His eyes are disconsolate, brown eyes that dampen when I mention her name. Kelsey.

“She’d eaten peanuts before with no adverse effect,” he tells me, “but over time, things change. Especially when it comes to allergies. She was four years old, and her mother served her a peanut butter and jelly sandwich for the first time, and right away—or so the story goes—Kelsey could hardly breathe. Her throat swelled up, she broke out in hives. Anaphylaxis. From that day on, she carried with her an EpiPen. Benadryl. She was always ready.

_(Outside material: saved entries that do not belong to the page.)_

use byteorder::{
	LE,
	WriteBytesExt
};

use std::io::{
	Cursor,
	Result,
	Seek,
	SeekFrom,
	Write
};

/// A run of `u32` offset fields reserved ahead of the sections they point to
#[derive(Clone, Copy, Debug, PartialEq)]
pub struct Slots {
	pub base: u64,
	pub count: usize,
}

impl Slots {
	/// Absolute offset of slot `i`
	pub fn slot(&self, i: usize) -> u64 {
		debug_assert!(i < self.count, "slot {} out of {}", i, self.count);
		self.base + (i as u64) * 4
	}
}

/// Forward-only writer for a modern blob.
///
/// Section offsets are written as placeholders first and backpatched once the section lands, so the
/// blob is produced in a single pass without knowing its final size.
#[derive(Clone, Debug, Default)]
pub struct Layout {
	cur: Cursor<Vec<u8>>,
}

impl Layout {
	pub fn new() -> Layout {
		Layout {
			cur: Cursor::new(vec![]),
		}
	}

	/// Current write position
	pub fn tell(&self) -> u64 {
		self.cur.position()
	}

	/// Moves the write position. Seeking past the end never truncates what was already written; the
	/// gap is zero-filled by the next write or by [`Layout::finish`].
	pub fn seek_to(&mut self, offset: u64) {
		self.cur.set_position(offset);
	}

	/// Advances to the next multiple of `boundary`, zero-filling the gap, and returns it
	pub fn align(&mut self, boundary: u64) -> Result<u64> {
		let pos = self.tell();
		let aligned = align_offset(pos, boundary);

		self.fill_to(aligned)?;
		Ok(aligned)
	}

	/// Writes `count` zeroed offset fields at the current position
	pub fn reserve_header(&mut self, count: usize) -> Result<Slots> {
		let base = self.tell();

		for _ in 0..count {
			self.write_u32::<LE>(0)?;
		}

		Ok(Slots {
			base: base,
			count: count,
		})
	}

	/// Overwrites the `u32` at `offset` and returns to the position held before the call
	pub fn backpatch(&mut self, offset: u64, value: u32) -> Result<()> {
		let pos = self.tell();

		self.seek_to(offset);
		let res = self.write_u32::<LE>(value);
		self.seek_to(pos);

		res
	}

	/// Writes zeros up to `offset` if the buffer is shorter, then moves there
	pub fn fill_to(&mut self, offset: u64) -> Result<()> {
		let len = self.cur.get_ref().len() as u64;
		if len < offset {
			self.cur.get_mut().resize(offset as usize, 0);
		}

		self.seek_to(offset);
		Ok(())
	}

	/// Writes `n` zero bytes
	pub fn pad(&mut self, n: usize) -> Result<()> {
		self.write_all(&vec![0; n])
	}

	/// Finishes the blob. A trailing seek past the end is materialized as zeros.
	pub fn finish(mut self) -> Vec<u8> {
		let pos = self.tell() as usize;
		let mut data = std::mem::take(self.cur.get_mut());

		if data.len() < pos {
			data.resize(pos, 0);
		}

		data
	}
}

impl Write for Layout {
	fn write(&mut self, buf: &[u8]) -> Result<usize> {
		self.cur.write(buf)
	}

	fn flush(&mut self) -> Result<()> {
		Ok(())
	}
}

impl Seek for Layout {
	fn seek(&mut self, pos: SeekFrom) -> Result<u64> {
		self.cur.seek(pos)
	}
}

/// Rounds `offset` up to a multiple of `boundary`
pub const fn align_offset(offset: u64, boundary: u64) -> u64 {
	if boundary <= 1 {
		return offset;
	}

	(offset + boundary - 1) / boundary * boundary
}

“She was always so careful about eating peanuts. We hardly ever ate out—too risky. She read the label on everything. Absolutely everything,” he says. “She wouldn’t eat products that were manufactured on shared lines for fear of cross-contamination. No processed cereal, no granola bars, no crackers.”

“So what happened?” I ask, and he shakes his head and says it was an accident, a horrible accident.

Nicholas Keller wasn’t hard to find. There were only twenty of them in the entire United States, and only two in Illinois. He was the first I called. Lucky guess. The commute from Andersonville to Hyde Park took a good eighty minutes: one “L” ride, two buses and a half-mile walk on foot.

I waited until evening when I knew he would be home from work. According to LinkedIn, Nicholas Keller is a financial adviser, a fact he later confirms in the foyer of his home, small talk before I dive into the reason for my visit. He seems to be a pretty straitlaced guy, not quite what I would have imagined for Kelsey Bellamy. And yet, as the saying goes, opposites attract.

“I went to grammar school with Kelsey,” I lie, “in Winchester.”